(ASSIGNMENT) Using the listing below, copy every line that mentions "deployed".

++++++

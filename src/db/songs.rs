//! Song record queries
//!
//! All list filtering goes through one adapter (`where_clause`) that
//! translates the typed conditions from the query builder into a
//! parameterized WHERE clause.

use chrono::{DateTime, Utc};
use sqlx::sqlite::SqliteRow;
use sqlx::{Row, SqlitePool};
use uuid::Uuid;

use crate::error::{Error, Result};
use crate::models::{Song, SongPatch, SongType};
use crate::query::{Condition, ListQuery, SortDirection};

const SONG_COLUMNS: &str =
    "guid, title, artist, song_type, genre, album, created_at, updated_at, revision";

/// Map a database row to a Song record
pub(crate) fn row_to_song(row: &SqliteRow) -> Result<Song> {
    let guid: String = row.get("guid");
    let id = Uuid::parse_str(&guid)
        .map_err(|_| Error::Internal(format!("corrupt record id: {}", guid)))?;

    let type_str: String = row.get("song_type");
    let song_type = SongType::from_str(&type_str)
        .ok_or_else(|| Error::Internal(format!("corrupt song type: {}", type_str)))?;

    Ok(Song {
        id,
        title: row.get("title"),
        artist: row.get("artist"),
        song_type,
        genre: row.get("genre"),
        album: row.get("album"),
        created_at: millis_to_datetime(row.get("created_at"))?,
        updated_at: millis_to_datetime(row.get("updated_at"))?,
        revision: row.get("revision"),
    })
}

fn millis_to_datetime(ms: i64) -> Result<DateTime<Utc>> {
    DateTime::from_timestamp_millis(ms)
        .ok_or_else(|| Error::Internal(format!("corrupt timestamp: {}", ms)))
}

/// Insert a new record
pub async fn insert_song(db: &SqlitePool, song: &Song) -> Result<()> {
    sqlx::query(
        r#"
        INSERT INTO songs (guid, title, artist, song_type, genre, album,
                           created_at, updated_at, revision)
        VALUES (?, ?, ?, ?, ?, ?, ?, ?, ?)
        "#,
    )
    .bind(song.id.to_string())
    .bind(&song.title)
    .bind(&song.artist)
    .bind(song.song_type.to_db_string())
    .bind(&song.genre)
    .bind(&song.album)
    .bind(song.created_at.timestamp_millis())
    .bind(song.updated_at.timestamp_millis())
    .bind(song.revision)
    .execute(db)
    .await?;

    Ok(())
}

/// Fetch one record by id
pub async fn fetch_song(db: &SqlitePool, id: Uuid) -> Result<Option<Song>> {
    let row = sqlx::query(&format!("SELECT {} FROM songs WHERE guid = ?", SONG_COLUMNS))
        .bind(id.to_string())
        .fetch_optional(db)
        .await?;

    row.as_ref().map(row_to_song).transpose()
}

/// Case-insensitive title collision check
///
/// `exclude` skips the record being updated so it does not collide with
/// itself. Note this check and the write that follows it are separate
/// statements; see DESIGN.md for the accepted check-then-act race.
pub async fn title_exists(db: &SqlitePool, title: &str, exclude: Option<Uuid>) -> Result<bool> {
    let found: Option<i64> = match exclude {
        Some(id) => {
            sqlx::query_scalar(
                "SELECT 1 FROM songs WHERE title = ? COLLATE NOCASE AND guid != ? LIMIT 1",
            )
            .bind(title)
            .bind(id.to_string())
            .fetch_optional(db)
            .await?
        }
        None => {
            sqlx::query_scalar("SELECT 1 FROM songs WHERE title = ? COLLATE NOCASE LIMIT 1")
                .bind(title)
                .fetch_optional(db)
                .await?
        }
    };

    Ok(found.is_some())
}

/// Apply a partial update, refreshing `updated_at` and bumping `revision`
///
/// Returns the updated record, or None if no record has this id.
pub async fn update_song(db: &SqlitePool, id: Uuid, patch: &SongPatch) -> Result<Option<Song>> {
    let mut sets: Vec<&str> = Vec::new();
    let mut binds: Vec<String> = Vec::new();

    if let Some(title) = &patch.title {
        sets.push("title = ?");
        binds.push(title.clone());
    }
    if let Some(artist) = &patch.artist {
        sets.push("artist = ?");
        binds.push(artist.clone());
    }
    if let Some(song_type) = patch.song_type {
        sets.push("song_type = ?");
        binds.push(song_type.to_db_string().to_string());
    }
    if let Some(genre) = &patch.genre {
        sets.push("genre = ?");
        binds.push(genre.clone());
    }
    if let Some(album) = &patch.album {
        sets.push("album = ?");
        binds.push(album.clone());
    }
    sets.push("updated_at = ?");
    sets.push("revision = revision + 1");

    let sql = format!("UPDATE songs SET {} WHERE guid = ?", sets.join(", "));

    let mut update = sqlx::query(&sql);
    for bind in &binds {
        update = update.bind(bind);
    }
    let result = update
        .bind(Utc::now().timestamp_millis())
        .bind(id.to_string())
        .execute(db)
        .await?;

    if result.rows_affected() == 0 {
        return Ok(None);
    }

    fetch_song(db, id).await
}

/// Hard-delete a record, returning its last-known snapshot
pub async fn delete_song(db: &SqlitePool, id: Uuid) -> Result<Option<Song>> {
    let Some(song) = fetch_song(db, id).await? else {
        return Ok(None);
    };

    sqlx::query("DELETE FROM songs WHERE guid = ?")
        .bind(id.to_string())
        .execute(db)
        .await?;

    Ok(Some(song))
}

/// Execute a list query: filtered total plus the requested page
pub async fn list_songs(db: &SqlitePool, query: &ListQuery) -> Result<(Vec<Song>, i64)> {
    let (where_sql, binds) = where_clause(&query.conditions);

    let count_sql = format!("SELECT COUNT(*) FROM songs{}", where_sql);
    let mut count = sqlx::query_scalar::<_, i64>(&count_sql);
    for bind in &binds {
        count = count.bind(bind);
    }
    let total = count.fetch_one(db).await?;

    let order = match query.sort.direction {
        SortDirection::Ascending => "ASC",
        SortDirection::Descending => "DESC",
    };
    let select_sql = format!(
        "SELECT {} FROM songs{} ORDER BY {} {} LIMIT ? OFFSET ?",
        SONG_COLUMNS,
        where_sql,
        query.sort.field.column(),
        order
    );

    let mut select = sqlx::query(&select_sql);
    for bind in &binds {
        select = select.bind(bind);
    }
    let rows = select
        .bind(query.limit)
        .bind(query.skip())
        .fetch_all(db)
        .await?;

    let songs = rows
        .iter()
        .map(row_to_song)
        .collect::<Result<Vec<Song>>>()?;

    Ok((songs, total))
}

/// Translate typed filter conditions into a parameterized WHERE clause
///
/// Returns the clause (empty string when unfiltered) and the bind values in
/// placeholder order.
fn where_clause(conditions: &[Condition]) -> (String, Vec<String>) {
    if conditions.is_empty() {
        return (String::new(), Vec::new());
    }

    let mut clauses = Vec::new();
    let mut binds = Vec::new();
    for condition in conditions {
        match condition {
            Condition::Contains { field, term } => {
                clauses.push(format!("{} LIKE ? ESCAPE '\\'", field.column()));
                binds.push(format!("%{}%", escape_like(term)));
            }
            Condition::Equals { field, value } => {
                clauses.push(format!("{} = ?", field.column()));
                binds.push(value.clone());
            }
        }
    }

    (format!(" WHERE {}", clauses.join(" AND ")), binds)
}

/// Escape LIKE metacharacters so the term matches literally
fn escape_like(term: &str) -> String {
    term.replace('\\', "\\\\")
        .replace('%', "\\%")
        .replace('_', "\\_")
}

++++++

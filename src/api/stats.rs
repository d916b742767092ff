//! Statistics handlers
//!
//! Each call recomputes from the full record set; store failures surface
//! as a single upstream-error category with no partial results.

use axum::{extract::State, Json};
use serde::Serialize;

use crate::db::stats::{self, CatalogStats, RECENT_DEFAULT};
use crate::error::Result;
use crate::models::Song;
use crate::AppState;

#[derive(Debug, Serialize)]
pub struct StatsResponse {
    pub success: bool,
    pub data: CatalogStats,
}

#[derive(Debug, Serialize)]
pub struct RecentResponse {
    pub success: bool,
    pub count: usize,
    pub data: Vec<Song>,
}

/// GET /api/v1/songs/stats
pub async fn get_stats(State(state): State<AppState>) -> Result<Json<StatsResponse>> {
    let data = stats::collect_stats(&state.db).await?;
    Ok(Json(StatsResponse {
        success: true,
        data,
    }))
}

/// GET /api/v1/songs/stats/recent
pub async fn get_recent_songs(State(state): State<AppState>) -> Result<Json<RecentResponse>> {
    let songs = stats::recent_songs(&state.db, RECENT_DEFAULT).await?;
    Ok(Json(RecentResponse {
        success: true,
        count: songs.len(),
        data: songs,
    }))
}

++++++

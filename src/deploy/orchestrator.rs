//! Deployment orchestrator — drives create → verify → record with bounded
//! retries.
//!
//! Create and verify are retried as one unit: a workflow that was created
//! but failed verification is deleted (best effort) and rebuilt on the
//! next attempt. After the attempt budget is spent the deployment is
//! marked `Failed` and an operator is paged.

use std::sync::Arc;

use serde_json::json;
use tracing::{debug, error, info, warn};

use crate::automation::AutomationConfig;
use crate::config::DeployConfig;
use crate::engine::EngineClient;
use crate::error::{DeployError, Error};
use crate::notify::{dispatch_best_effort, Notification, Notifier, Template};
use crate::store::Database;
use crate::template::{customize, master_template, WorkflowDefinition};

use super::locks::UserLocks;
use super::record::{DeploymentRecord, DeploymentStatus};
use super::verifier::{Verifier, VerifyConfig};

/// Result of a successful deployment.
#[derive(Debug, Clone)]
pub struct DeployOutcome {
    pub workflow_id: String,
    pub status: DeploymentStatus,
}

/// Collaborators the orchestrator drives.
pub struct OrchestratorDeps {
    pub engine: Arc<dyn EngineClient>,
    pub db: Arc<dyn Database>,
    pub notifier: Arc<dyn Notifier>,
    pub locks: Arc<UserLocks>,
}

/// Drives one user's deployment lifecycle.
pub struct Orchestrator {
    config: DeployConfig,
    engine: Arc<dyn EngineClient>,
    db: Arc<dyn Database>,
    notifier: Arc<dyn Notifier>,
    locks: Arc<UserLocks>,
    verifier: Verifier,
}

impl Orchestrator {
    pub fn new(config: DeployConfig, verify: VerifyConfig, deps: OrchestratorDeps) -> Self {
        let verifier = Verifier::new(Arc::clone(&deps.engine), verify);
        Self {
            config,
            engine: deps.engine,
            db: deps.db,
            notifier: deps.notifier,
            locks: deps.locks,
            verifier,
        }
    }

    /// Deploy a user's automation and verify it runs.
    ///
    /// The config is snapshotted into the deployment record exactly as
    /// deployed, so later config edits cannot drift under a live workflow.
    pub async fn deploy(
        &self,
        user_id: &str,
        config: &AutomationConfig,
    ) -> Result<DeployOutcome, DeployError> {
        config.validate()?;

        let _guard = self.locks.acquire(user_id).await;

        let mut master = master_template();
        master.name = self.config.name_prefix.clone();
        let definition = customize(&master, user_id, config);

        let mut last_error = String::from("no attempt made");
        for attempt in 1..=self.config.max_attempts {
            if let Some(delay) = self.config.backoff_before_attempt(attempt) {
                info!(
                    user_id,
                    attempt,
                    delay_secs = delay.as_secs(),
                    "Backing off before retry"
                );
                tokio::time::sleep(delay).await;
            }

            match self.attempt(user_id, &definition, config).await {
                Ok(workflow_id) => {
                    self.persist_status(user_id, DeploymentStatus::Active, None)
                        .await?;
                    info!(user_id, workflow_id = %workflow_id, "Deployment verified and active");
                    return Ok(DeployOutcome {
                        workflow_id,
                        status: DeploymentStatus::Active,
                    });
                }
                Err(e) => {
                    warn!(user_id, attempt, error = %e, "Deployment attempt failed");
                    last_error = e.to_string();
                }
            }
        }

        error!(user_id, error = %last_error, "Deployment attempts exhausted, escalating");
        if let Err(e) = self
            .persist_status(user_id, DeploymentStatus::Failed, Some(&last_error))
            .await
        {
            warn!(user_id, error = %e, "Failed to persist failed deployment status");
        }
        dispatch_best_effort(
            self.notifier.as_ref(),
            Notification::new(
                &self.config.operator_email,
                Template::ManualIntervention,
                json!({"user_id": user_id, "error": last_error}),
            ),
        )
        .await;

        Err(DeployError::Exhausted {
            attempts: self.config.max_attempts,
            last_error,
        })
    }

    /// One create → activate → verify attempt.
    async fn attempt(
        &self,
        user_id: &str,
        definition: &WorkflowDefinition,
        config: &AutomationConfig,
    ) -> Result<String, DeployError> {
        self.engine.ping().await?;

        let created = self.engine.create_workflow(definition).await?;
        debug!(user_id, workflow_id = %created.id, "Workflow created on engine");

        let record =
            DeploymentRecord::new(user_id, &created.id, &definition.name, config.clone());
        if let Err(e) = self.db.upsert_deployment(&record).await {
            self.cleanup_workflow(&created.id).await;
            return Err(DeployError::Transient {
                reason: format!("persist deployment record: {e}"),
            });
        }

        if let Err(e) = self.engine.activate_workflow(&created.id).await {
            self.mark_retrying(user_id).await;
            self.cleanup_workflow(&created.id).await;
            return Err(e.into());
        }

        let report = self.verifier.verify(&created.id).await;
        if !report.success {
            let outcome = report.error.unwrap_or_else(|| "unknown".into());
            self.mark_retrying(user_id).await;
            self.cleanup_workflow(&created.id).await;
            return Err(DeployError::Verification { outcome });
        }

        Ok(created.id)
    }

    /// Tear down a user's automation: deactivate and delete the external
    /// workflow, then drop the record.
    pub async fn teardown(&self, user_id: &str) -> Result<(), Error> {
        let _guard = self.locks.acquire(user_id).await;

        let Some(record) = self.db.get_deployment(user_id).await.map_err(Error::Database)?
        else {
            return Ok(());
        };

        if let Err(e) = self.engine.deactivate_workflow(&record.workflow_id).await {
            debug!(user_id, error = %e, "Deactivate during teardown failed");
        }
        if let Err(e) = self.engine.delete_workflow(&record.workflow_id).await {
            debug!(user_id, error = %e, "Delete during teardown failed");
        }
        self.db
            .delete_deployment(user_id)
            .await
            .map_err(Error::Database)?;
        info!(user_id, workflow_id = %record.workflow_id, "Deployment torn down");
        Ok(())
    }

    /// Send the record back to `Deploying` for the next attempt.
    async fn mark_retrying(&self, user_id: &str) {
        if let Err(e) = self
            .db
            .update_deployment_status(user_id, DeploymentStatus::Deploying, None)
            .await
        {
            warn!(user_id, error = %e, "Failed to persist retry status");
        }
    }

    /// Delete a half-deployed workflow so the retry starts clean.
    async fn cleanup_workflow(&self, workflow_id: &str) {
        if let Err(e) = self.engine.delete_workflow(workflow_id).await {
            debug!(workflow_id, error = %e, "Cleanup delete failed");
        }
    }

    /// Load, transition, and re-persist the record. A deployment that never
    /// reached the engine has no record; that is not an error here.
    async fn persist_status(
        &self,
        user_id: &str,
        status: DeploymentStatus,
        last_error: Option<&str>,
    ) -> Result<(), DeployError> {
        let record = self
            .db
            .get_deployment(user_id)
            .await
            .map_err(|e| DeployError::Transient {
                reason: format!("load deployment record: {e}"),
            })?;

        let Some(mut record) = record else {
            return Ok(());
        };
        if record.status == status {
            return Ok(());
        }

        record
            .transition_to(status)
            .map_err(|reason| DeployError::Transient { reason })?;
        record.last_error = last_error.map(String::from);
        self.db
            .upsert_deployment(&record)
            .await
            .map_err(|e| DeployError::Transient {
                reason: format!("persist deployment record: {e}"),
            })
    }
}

++++++

(YOUR SOLUTION)
    /// deployed, so later config edits cannot drift under a live workflow.
    /// Delete a half-deployed workflow so the retry starts clean.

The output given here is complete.